Identification of chemical probes for ionotropic glutamate receptors

We have an exciting opportunity for a talented, highly motivated scientist with a strong background in organic chemistry to join our centre to study for a DPhil.

Project outline
Ligand-gated ion channels are cell surface proteins that play an important role in fast synaptic transmission and in the modulation of cellular activity. Glutamate receptor ion channels, in particular, mediate excitatory responses at the majority of CNS synapses and transduce the binding of a glutamate into an electrical current on a microsecond timescale. They are the only ligand-gated ion channels (LGIC) for which multiple high-resolution crystal structures have been solved. While our understanding of LGICs has significantly progressed during the past decade, many properties of these proteins are still poorly understood, in particular their modulation by allosteric effectors.
Of the three classes of ionotropic glutamate receptors, NMDA and AMPA receptors have been studied extensively and molecules have entered clinical evaluation for negative allosteric modulators and positive allosteric modulators respectively, although neither class has yet delivered a molecule beyond Phase II. Across the wide range of subunit combinations, there is a dearth of chemical tools to enable the roles of the various receptors to be better understood.

Objective
Develop biophysical techniques (crystallography / NMR etc) to screen for positive and negative allosteric modulators of ionotropic glutamate receptor subtypes acting at the extracellular ligand binding or amino terminal domains as enabling tools for both discovery biology and drug discovery. The probability of success is high given the precedent established in house for AMPA receptors, however the lack of tools available for specific NMDA / kainate receptor subtypes will mean that their disclosure should lead to a series of high impact publications. Subsequent fragment optimisation and medicinal chemistry exploration to establish validity of chemical hits, and detailed biophysical characterisation in collaboration with Dr Andrew Penn, University of Sussex.

Training
The student will have the opportunity to develop biochemical and biophysical screening techniques and design and synthesise potential tool inhibitors. The student will develop or acquire skills in chemo informatics, biochemical screening and synthetic chemistry. The student will work in academic labs alongside experienced post-doc scientists and have day-today exposure to diverse drug discovery projects. They will receive training in state-of-the-art computational, screening and synthetic techniques, and will also benefit from close interactions with clinical and structural & discovery biology collaborators. Visits to other groups around UK running NMR fragment screens (industry + academic) along with potential visits to collaborators in US doing electrophysiology characterization may be possible. It is expected for the student to attend 1 UK conference / year + 1 international conference in 3rd year.

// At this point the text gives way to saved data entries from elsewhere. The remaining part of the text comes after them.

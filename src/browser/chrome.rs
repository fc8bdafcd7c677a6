use std::fmt;
use std::future::Future;
use std::sync::Arc;
use std::sync::atomic::{AtomicBool, Ordering};
use std::time::Duration;

use async_trait::async_trait;
use chromiumoxide::browser::{Browser, BrowserConfig as LaunchConfig};
use chromiumoxide::Handler;
use chromiumoxide::{Element as CdpElement, Page};
use futures::StreamExt;
use tokio::sync::Mutex;
use tokio::task::JoinHandle;
use tokio::time::Instant;

use crate::app::{PipelineError, Result};
use crate::browser::config::BrowserConfig;
use crate::browser::{BrowserSession, Element, ElementHandle};

const POLL_INTERVAL: Duration = Duration::from_millis(250);

/// Headless Chrome session driving a single page.
pub struct ChromeSession {
    browser: Mutex<Option<Browser>>,
    page: Page,
    handler: JoinHandle<()>,
    alive: Arc<AtomicBool>,
    /// Connected to a browser this process does not own
    remote: bool,
    config: BrowserConfig,
}

impl ChromeSession {
    /// Launch a local browser, or connect to `remote_url` when one is
    /// configured, and open the page the crawl will reuse.
    pub async fn launch(config: BrowserConfig) -> Result<Self> {
        let remote = config.remote_endpoint();
        let (browser, mut handler) = match remote {
            Some(ref url) => connect_remote(url, &config).await?,
            None => launch_local(&config).await?,
        };

        // The handler stream ends when the browser connection goes away
        let alive = Arc::new(AtomicBool::new(true));
        let flag = alive.clone();
        let handler = tokio::spawn(async move {
            while let Some(_event) = handler.next().await {}
            flag.store(false, Ordering::SeqCst);
        });

        let page = browser
            .new_page("about:blank")
            .await
            .map_err(|e| PipelineError::SessionFatal(format!("Failed to create page: {}", e)))?;

        if let Some(ref ua) = config.user_agent {
            page.set_user_agent(ua)
                .await
                .map_err(|e| PipelineError::Browser(format!("Failed to set user agent: {}", e)))?;
        }

        match remote {
            Some(ref url) => tracing::info!(endpoint = %url, "Browser session started"),
            None => tracing::info!(headless = config.headless, "Browser session started"),
        }

        Ok(Self {
            browser: Mutex::new(Some(browser)),
            page,
            handler,
            alive,
            remote: remote.is_some(),
            config,
        })
    }

    fn is_alive(&self) -> bool {
        self.alive.load(Ordering::SeqCst)
    }

    fn ensure_alive(&self) -> Result<()> {
        if self.is_alive() {
            Ok(())
        } else {
            Err(PipelineError::SessionFatal(
                "browser connection closed".to_string(),
            ))
        }
    }
}

#[async_trait]
impl BrowserSession for ChromeSession {
    async fn navigate(&self, url: &str) -> Result<()> {
        self.ensure_alive()?;

        let timeout = self.config.navigation_timeout();
        match tokio::time::timeout(timeout, self.page.goto(url)).await {
            Err(_) => {
                return Err(PipelineError::Navigation {
                    url: url.to_string(),
                    reason: format!("timed out after {}s", timeout.as_secs()),
                });
            }
            Ok(Err(e)) => {
                self.ensure_alive()?;
                return Err(PipelineError::Navigation {
                    url: url.to_string(),
                    reason: e.to_string(),
                });
            }
            Ok(Ok(_)) => {}
        }

        // Additional wait for dynamic content
        tokio::time::sleep(self.config.wait_after_load()).await;
        Ok(())
    }

    async fn query(&self, selector: &str) -> Vec<Element> {
        match self.page.find_elements(selector).await {
            Ok(elements) => wrap(elements),
            Err(e) => {
                tracing::trace!("Query {} failed: {}", selector, e);
                Vec::new()
            }
        }
    }

    async fn wait_for(&self, selector: &str, timeout: Duration) -> Result<()> {
        let deadline = Instant::now() + timeout;
        loop {
            self.ensure_alive()?;
            if self.page.find_element(selector).await.is_ok() {
                return Ok(());
            }
            if Instant::now() >= deadline {
                return Err(PipelineError::WaitTimeout {
                    selector: selector.to_string(),
                    timeout_ms: timeout.as_millis() as u64,
                });
            }
            tokio::time::sleep(POLL_INTERVAL).await;
        }
    }

    async fn execute_script(&self, script: &str) -> Result<serde_json::Value> {
        self.ensure_alive()?;
        let result = self
            .page
            .evaluate(script)
            .await
            .map_err(|e| PipelineError::Browser(format!("Script execution failed: {}", e)))?;
        Ok(result
            .into_value::<serde_json::Value>()
            .unwrap_or(serde_json::Value::Null))
    }

    async fn close(&self) -> Result<()> {
        let Some(mut browser) = self.browser.lock().await.take() else {
            return Ok(());
        };

        if self.remote {
            // Leave the shared browser running; only give back our tab
            if self.is_alive() {
                if let Err(e) = self.page.clone().close().await {
                    tracing::warn!("Page did not close cleanly: {}", e);
                }
            }
        } else {
            if self.is_alive() {
                if let Err(e) = browser.close().await {
                    tracing::warn!("Browser did not close cleanly: {}", e);
                }
            }
            if let Err(e) = browser.wait().await {
                tracing::debug!("Waiting for browser process failed: {}", e);
            }
        }
        drop(browser);
        self.handler.abort();

        tracing::info!("Browser session closed");
        Ok(())
    }
}

async fn launch_local(config: &BrowserConfig) -> Result<(Browser, Handler)> {
    let mut builder = LaunchConfig::builder()
        .arg("--no-sandbox")
        .arg("--disable-gpu")
        .arg("--disable-dev-shm-usage")
        .arg("--disable-notifications")
        .arg("--disable-software-rasterizer")
        .request_timeout(config.navigation_timeout());

    if !config.headless {
        builder = builder.with_head();
    }
    if let Some(ref path) = config.chrome_path {
        builder = builder.chrome_executable(path);
    }

    let launch_config = builder
        .build()
        .map_err(|e| PipelineError::SessionFatal(format!("Failed to build browser config: {}", e)))?;

    Browser::launch(launch_config).await.map_err(|e| {
        PipelineError::SessionFatal(format!(
            "Failed to launch browser: {}. Is Chrome or Chromium installed and in PATH?",
            e
        ))
    })
}

async fn connect_remote(url: &str, config: &BrowserConfig) -> Result<(Browser, Handler)> {
    tracing::info!("Connecting to remote browser at {}", url);
    retry_connect(config.connect_attempts, config.connect_retry(), |_| {
        Browser::connect(url.to_string())
    })
    .await
    .map_err(|e| {
        PipelineError::SessionFatal(format!(
            "Failed to connect to remote browser at {} after {} attempts: {}",
            url,
            config.connect_attempts.max(1),
            e
        ))
    })
}

/// Call `connect` until it succeeds, sleeping `delay` between tries.
/// At least one attempt is made; the last error is returned.
async fn retry_connect<T, E, F, Fut>(
    attempts: u32,
    delay: Duration,
    mut connect: F,
) -> std::result::Result<T, E>
where
    F: FnMut(u32) -> Fut,
    Fut: Future<Output = std::result::Result<T, E>>,
    E: fmt::Display,
{
    let attempts = attempts.max(1);
    let mut attempt = 1;
    loop {
        match connect(attempt).await {
            Ok(value) => return Ok(value),
            Err(e) if attempt < attempts => {
                tracing::warn!("Browser connection attempt {}/{} failed: {}", attempt, attempts, e);
                tokio::time::sleep(delay).await;
                attempt += 1;
            }
            Err(e) => return Err(e),
        }
    }
}

impl Drop for ChromeSession {
    fn drop(&mut self) {
        self.handler.abort();
    }
}

fn wrap(elements: Vec<CdpElement>) -> Vec<Element> {
    elements
        .into_iter()
        .map(|e| Box::new(ChromeElement(e)) as Element)
        .collect()
}

struct ChromeElement(CdpElement);

#[async_trait]
impl ElementHandle for ChromeElement {
    async fn text(&self) -> Option<String> {
        self.0
            .inner_text()
            .await
            .ok()
            .flatten()
            .map(|t| t.trim().to_string())
    }

    async fn attribute(&self, name: &str) -> Option<String> {
        self.0.attribute(name).await.ok().flatten()
    }

    async fn find_all(&self, selector: &str) -> Vec<Element> {
        self.0
            .find_elements(selector)
            .await
            .map(wrap)
            .unwrap_or_default()
    }

    async fn is_visible(&self) -> bool {
        const VISIBLE: &str = "function() { \
            const r = this.getBoundingClientRect(); \
            return r.width > 0 && r.height > 0 && getComputedStyle(this).visibility !== 'hidden'; }";
        matches!(self.call_script(VISIBLE).await.as_deref(), Some("true"))
    }

    async fn click(&self) -> Result<()> {
        // Script click works on overlays that intercept pointer events
        self.0
            .call_js_fn("function() { this.click(); }", false)
            .await
            .map_err(|e| PipelineError::Browser(format!("Click failed: {}", e)))?;
        Ok(())
    }

    async fn call_script(&self, function: &str) -> Option<String> {
        let returns = self.0.call_js_fn(function, false).await.ok()?;
        match returns.result.value? {
            serde_json::Value::Null => None,
            serde_json::Value::String(s) => Some(s),
            other => Some(other.to_string()),
        }
    }
}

Sussex Drug Discovery Centre
The Sussex Drug Discovery Centre (SDDC) is a fully integrated group of drug discovery scientists, equipped with industry standard equipment and capabilities, based at the University of Sussex. Our goal is the discovery of novel therapeutics for diseases with high unmet medical need.

The core aim of the centre is to deliver mature drug discovery assets for subsequent partnering and onward development.
We also play a strong role in the delivery of new chemical probes to assist target validation, particularly through our PhD studentship projects.

In addition to delivering and enabling novel therapeutics, the group aims to play a key role in training the next generation of potential drug discoverers - the extensive experience and expertise within the SDDC is, via PhD studentships and establishing vocational courses within the University, being used to achieve this important goal.

To be considered for a place you will need to complete our online application which can be found at http://www.sussex.ac.uk/study/phd/apply and apply for the generic PhD in Biochemistry.

Apply for 2017 entry, September start. Mention the name of the supervisor in ‘“suggested supervisor’” section. In funding section mention sponsored. In ‘Award details’ mention University of Sussex (School of Life Sciences) funded studentship.

Documents required: A brief statement of interest in the project (upto 2 pages), full CV, two academic references, UG/PG transcripts and IELTS/TOEFL results if you are residing in EU.